ACTIVITY ▸ Work through the records that follow and return each line containing the word "RandomForest".

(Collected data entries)
———

//! CART decision tree on Gini impurity, grown on (possibly repeated)
//! sample indices so a forest can pass bootstrap draws directly.

use crate::rng::SignalRng;
use std::cmp::Ordering;

#[derive(Debug, Clone, Copy, PartialEq)]
pub struct TreeParams {
    pub max_depth:         Option<usize>,
    pub min_samples_split: usize,
    /// Features examined per split; more are examined if none of them splits.
    pub max_features:      usize,
}

#[derive(Debug, Clone)]
enum Node {
    Leaf { distribution: Vec<f64> },
    Split { feature: usize, threshold: f64, left: usize, right: usize },
}

#[derive(Debug, Clone)]
pub struct DecisionTree {
    nodes: Vec<Node>,
}

struct Candidate {
    feature:   usize,
    threshold: f64,
    score:     f64,
}

struct Grower<'a> {
    x:         &'a [Vec<f64>],
    y:         &'a [usize],
    n_classes: usize,
    params:    TreeParams,
    nodes:     Vec<Node>,
}

impl DecisionTree {
    /// Grow a tree on rows `samples` of `x` with class indices `y`.
    pub fn fit(
        x: &[Vec<f64>],
        y: &[usize],
        samples: Vec<usize>,
        n_classes: usize,
        params: TreeParams,
        rng: &mut SignalRng,
    ) -> Self {
        let mut grower = Grower { x, y, n_classes, params, nodes: Vec::new() };
        grower.grow(samples, 0, rng);
        Self { nodes: grower.nodes }
    }

    /// Class distribution of the leaf `row` falls into.
    pub fn predict_distribution(&self, row: &[f64]) -> &[f64] {
        let mut at = 0;
        loop {
            match &self.nodes[at] {
                Node::Leaf { distribution } => return distribution,
                Node::Split { feature, threshold, left, right } => {
                    at = if row[*feature] <= *threshold { *left } else { *right };
                }
            }
        }
    }

    pub fn node_count(&self) -> usize {
        self.nodes.len()
    }

    pub fn depth(&self) -> usize {
        fn walk(nodes: &[Node], at: usize) -> usize {
            match &nodes[at] {
                Node::Leaf { .. } => 0,
                Node::Split { left, right, .. } => 1 + walk(nodes, *left).max(walk(nodes, *right)),
            }
        }
        walk(&self.nodes, 0)
    }
}

impl Grower<'_> {
    fn grow(&mut self, samples: Vec<usize>, depth: usize, rng: &mut SignalRng) -> usize {
        let counts = self.class_counts(&samples);
        let pure = counts.iter().filter(|&&c| c > 0).count() <= 1;
        let depth_reached = self.params.max_depth.is_some_and(|d| depth >= d);

        if pure || depth_reached || samples.len() < self.params.min_samples_split {
            return self.leaf(&counts, samples.len());
        }
        let Some(best) = self.best_split(&samples, rng) else {
            return self.leaf(&counts, samples.len());
        };

        let (left, right): (Vec<usize>, Vec<usize>) = samples
            .into_iter()
            .partition(|&i| self.x[i][best.feature] <= best.threshold);

        let at = self.nodes.len();
        self.nodes.push(Node::Leaf { distribution: Vec::new() });
        let left = self.grow(left, depth + 1, rng);
        let right = self.grow(right, depth + 1, rng);
        self.nodes[at] = Node::Split { feature: best.feature, threshold: best.threshold, left, right };
        at
    }

    fn leaf(&mut self, counts: &[usize], n: usize) -> usize {
        let distribution = counts.iter().map(|&c| c as f64 / n as f64).collect();
        self.nodes.push(Node::Leaf { distribution });
        self.nodes.len() - 1
    }

    fn class_counts(&self, samples: &[usize]) -> Vec<usize> {
        let mut counts = vec![0; self.n_classes];
        for &i in samples {
            counts[self.y[i]] += 1;
        }
        counts
    }

    fn best_split(&self, samples: &[usize], rng: &mut SignalRng) -> Option<Candidate> {
        let width = self.x[samples[0]].len();
        let mut features: Vec<usize> = (0..width).collect();
        rng.shuffle(&mut features);

        let mut best: Option<Candidate> = None;
        for (examined, &feature) in features.iter().enumerate() {
            if examined >= self.params.max_features && best.is_some() {
                break;
            }
            if let Some(c) = self.best_threshold(samples, feature) {
                if best.as_ref().map_or(true, |b| c.score > b.score) {
                    best = Some(c);
                }
            }
        }
        best
    }

    /// Sweep sorted values of one feature. Score is Σ_side Σ_c n_c² / n_side,
    /// which is maximal where the weighted Gini impurity is minimal.
    fn best_threshold(&self, samples: &[usize], feature: usize) -> Option<Candidate> {
        let mut order: Vec<usize> = samples.to_vec();
        order.sort_by(|&a, &b| {
            self.x[a][feature]
                .partial_cmp(&self.x[b][feature])
                .unwrap_or(Ordering::Equal)
        });

        let n = order.len();
        let mut right = self.class_counts(&order);
        let mut left = vec![0usize; self.n_classes];
        let mut best: Option<Candidate> = None;

        for p in 1..n {
            let moved = self.y[order[p - 1]];
            left[moved] += 1;
            right[moved] -= 1;

            let lo = self.x[order[p - 1]][feature];
            let hi = self.x[order[p]][feature];
            if lo >= hi {
                continue;
            }
            let score = side_score(&left, p) + side_score(&right, n - p);
            if best.as_ref().map_or(true, |b| score > b.score) {
                let mut threshold = lo + (hi - lo) / 2.0;
                if threshold >= hi {
                    threshold = lo;
                }
                best = Some(Candidate { feature, threshold, score });
            }
        }
        best
    }
}

fn side_score(counts: &[usize], n: usize) -> f64 {
    let sum_sq: usize = counts.iter().map(|c| c * c).sum();
    sum_sq as f64 / n as f64
}
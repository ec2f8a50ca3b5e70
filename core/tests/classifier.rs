//! Random forest behaviour through the `Classifier` seam.

use enginehealth_core::{
    classifier::{
        tree::{DecisionTree, TreeParams},
        Classifier, RandomForest,
    },
    config::ForestConfig,
    error::TelemetryError,
    fault::Regime,
    rng::SignalRng,
};

/// Two Gaussian blobs in three dimensions, 50 rows each.
fn blobs(seed: u64) -> (Vec<Vec<f64>>, Vec<Regime>) {
    let mut rng = SignalRng::new(seed, 0);
    let mut x = Vec::new();
    let mut y = Vec::new();
    for (label, centre) in [(Regime::Normal, 0.0), (Regime::TempRise, 5.0)] {
        let noise = rng.gaussian_noise(0.5, 150).unwrap();
        for chunk in noise.chunks(3) {
            x.push(chunk.iter().map(|n| centre + n).collect());
            y.push(label);
        }
    }
    (x, y)
}

fn small_forest(seed: u64) -> RandomForest {
    RandomForest::new(ForestConfig { n_estimators: 15, seed, ..ForestConfig::default() })
}

#[test]
fn forest_separates_well_separated_classes() {
    let (x, y) = blobs(1);
    let mut forest = small_forest(7);
    forest.fit(&x, &y).unwrap();

    assert_eq!(forest.classes(), &[Regime::Normal, Regime::TempRise]);
    assert_eq!(forest.trees().len(), 15);

    let queries = vec![vec![0.1, -0.2, 0.0], vec![5.2, 4.9, 5.1]];
    assert_eq!(forest.predict(&queries).unwrap(), vec![Regime::Normal, Regime::TempRise]);

    let accuracy = forest.predict(&x).unwrap().iter().zip(&y).filter(|(p, t)| p == t).count();
    assert_eq!(accuracy, y.len());
}

#[test]
fn probability_rows_sum_to_one() {
    let (x, y) = blobs(2);
    let mut forest = small_forest(3);
    forest.fit(&x, &y).unwrap();
    let probs = forest.predict_probabilities(&x).unwrap();
    assert_eq!(probs.len(), x.len());
    for (i, row) in probs.rows.iter().enumerate() {
        assert_eq!(row.len(), 2);
        assert!(row.iter().all(|p| (0.0..=1.0).contains(p)), "row {i}: {row:?}");
        let sum: f64 = row.iter().sum();
        assert!((sum - 1.0).abs() < 1e-12, "row {i} sums to {sum}");
    }
}

#[test]
fn same_seed_same_probabilities() {
    let (x, y) = blobs(4);
    let mut a = small_forest(11);
    let mut b = small_forest(11);
    a.fit(&x, &y).unwrap();
    b.fit(&x, &y).unwrap();
    assert_eq!(a.predict_probabilities(&x).unwrap(), b.predict_probabilities(&x).unwrap());
}

#[test]
fn single_class_training_yields_certainty() {
    let (x, _) = blobs(5);
    let y = vec![Regime::Normal; x.len()];
    let mut forest = small_forest(1);
    forest.fit(&x, &y).unwrap();
    let probs = forest.predict_probabilities(&x[..4]).unwrap();
    assert_eq!(probs.classes, vec![Regime::Normal]);
    assert!(probs.rows.iter().all(|r| r == &vec![1.0]));
}

#[test]
fn predicting_before_fit_fails() {
    let forest = small_forest(1);
    assert!(matches!(forest.predict_probabilities(&[vec![0.0; 3]]), Err(TelemetryError::NotFitted)));
    assert!(forest.classes().is_empty());
}

#[test]
fn width_mismatch_is_rejected() {
    let (x, y) = blobs(6);
    let mut forest = small_forest(1);
    forest.fit(&x, &y).unwrap();
    assert!(matches!(
        forest.predict_probabilities(&[vec![0.0; 2]]),
        Err(TelemetryError::InvalidParameter { .. })
    ));
}

#[test]
fn mismatched_labels_are_rejected() {
    let (x, mut y) = blobs(7);
    y.pop();
    assert!(small_forest(1).fit(&x, &y).is_err());
    assert!(small_forest(1).fit(&[], &[]).is_err());
}

#[test]
fn invalid_forest_config_is_rejected_at_fit() {
    let (x, y) = blobs(8);
    let mut forest = RandomForest::new(ForestConfig { n_estimators: 0, ..ForestConfig::default() });
    assert!(matches!(forest.fit(&x, &y), Err(TelemetryError::InvalidParameter { .. })));
}

#[test]
fn full_depth_tree_fits_distinct_rows_exactly() {
    let (x, y) = blobs(9);
    let classes: Vec<usize> = y.iter().map(|r| usize::from(*r != Regime::Normal)).collect();
    let params = TreeParams { max_depth: None, min_samples_split: 2, max_features: 3 };
    let mut rng = SignalRng::new(0, 0);
    let tree = DecisionTree::fit(&x, &classes, (0..x.len()).collect(), 2, params, &mut rng);
    for (row, &c) in x.iter().zip(&classes) {
        let dist = tree.predict_distribution(row);
        assert_eq!(dist[c], 1.0);
    }
}

#[test]
fn depth_limit_is_respected() {
    let (x, y) = blobs(10);
    let classes: Vec<usize> = y.iter().map(|r| usize::from(*r != Regime::Normal)).collect();
    let params = TreeParams { max_depth: Some(1), min_samples_split: 2, max_features: 1 };
    let mut rng = SignalRng::new(0, 0);
    let tree = DecisionTree::fit(&x, &classes, (0..x.len()).collect(), 2, params, &mut rng);
    assert!(tree.depth() <= 1);
    assert!(tree.node_count() <= 3);
}
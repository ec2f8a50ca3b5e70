//! SVG figures: structure, legends, escaping.

use enginehealth_core::{
    fault::Regime,
    health::{HealthSample, HealthSeries},
    plot::{plot_channel_by_regime, plot_health_index, regime_color, Chart, Line},
    run::RunGenerator,
    table::TelemetryTable,
    types::Channel,
};
use std::collections::BTreeMap;
use tempfile::TempDir;

#[test]
fn chart_renders_one_polyline_per_line() {
    let chart = Chart {
        title:     "a < b & c".into(),
        x_label:   "x".into(),
        y_label:   "y".into(),
        y_range:   None,
        reference: Some((0.5, "limit".into())),
    };
    let lines = vec![
        Line { legend: Some("first".into()), color: "#000000", points: vec![(0.0, 0.0), (1.0, 1.0)] },
        Line { legend: None, color: "#111111", points: vec![(0.0, 1.0), (1.0, 0.0)] },
    ];
    let svg = chart.render(&lines);
    assert!(svg.starts_with("<svg"));
    assert!(svg.trim_end().ends_with("</svg>"));
    assert_eq!(svg.matches("<polyline").count(), 2);
    assert!(svg.contains("a &lt; b &amp; c"));
    assert!(svg.contains(">first<"));
    assert!(svg.contains(">limit<"));
    assert!(svg.contains("stroke-dasharray"));
}

#[test]
fn empty_chart_still_renders() {
    let chart = Chart {
        title:     "empty".into(),
        x_label:   "x".into(),
        y_label:   "y".into(),
        y_range:   None,
        reference: None,
    };
    let svg = chart.render(&[]);
    assert!(svg.contains("</svg>"));
    assert!(!svg.contains("NaN"));
}

#[test]
fn regimes_have_distinct_colors() {
    let mut colors: Vec<&str> = Regime::ALL.iter().map(|r| regime_color(Some(*r))).collect();
    colors.push(regime_color(None));
    let total = colors.len();
    colors.sort_unstable();
    colors.dedup();
    assert_eq!(colors.len(), total);
}

#[test]
fn figures_are_written_to_disk() {
    let tmp = TempDir::new().unwrap();
    let dir = tmp.path().join("figures");
    let g = RunGenerator::new(3, 60.0, 1.0).unwrap();
    let runs = vec![g.generate_run(Regime::Normal, 0).unwrap(), g.generate_run(Regime::TempRise, 0).unwrap()];
    let table = TelemetryTable::from_runs(&runs);

    let channel_path = dir.join("time_series_Pc.svg");
    plot_channel_by_regime(&channel_path, &table, Channel::ChamberPressure).unwrap();
    let svg = std::fs::read_to_string(&channel_path).unwrap();
    assert_eq!(svg.matches("<polyline").count(), 2);
    assert!(svg.contains(">temp_rise<"));

    let series = HealthSeries {
        samples: (0..4)
            .map(|i| HealthSample {
                run_id:       if i < 2 { "normal_run_0".into() } else { "normal_run_1".into() },
                time:         (i % 2) as f64,
                health_index: 1.0,
                label:        Some(Regime::Normal),
            })
            .collect(),
    };
    let health_path = dir.join("health_index.svg");
    plot_health_index(&health_path, &series, 0.7).unwrap();
    let svg = std::fs::read_to_string(&health_path).unwrap();
    assert_eq!(svg.matches("<polyline").count(), 2);
    // One legend entry per regime, not per run.
    assert_eq!(svg.matches(">normal<").count(), 1);
    assert!(svg.contains("Threshold = 0.7"));
}

#[test]
fn short_label_column_plots_as_unlabelled() {
    let tmp = TempDir::new().unwrap();
    let columns: BTreeMap<Channel, Vec<f64>> =
        Channel::ALL.into_iter().map(|c| (c, vec![1.0, 2.0, 3.0])).collect();
    let table = TelemetryTable {
        run_ids: vec!["a".into(), "a".into(), "b".into()],
        time:    vec![0.0, 1.0, 0.0],
        columns,
        labels:  Some(vec![Regime::Normal]),
    };
    let path = tmp.path().join("time_series_Pc.svg");
    plot_channel_by_regime(&path, &table, Channel::ChamberPressure).unwrap();
    let svg = std::fs::read_to_string(&path).unwrap();
    assert_eq!(svg.matches("<polyline").count(), 2);
    assert!(svg.contains(">normal<"));
    assert!(svg.contains(">unlabelled<"));
}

———

RESULT OF THIS TASK ▸
        Classifier, RandomForest,
fn small_forest(seed: u64) -> RandomForest {
    RandomForest::new(ForestConfig { n_estimators: 15, seed, ..ForestConfig::default() })
    let mut forest = RandomForest::new(ForestConfig { n_estimators: 0, ..ForestConfig::default() });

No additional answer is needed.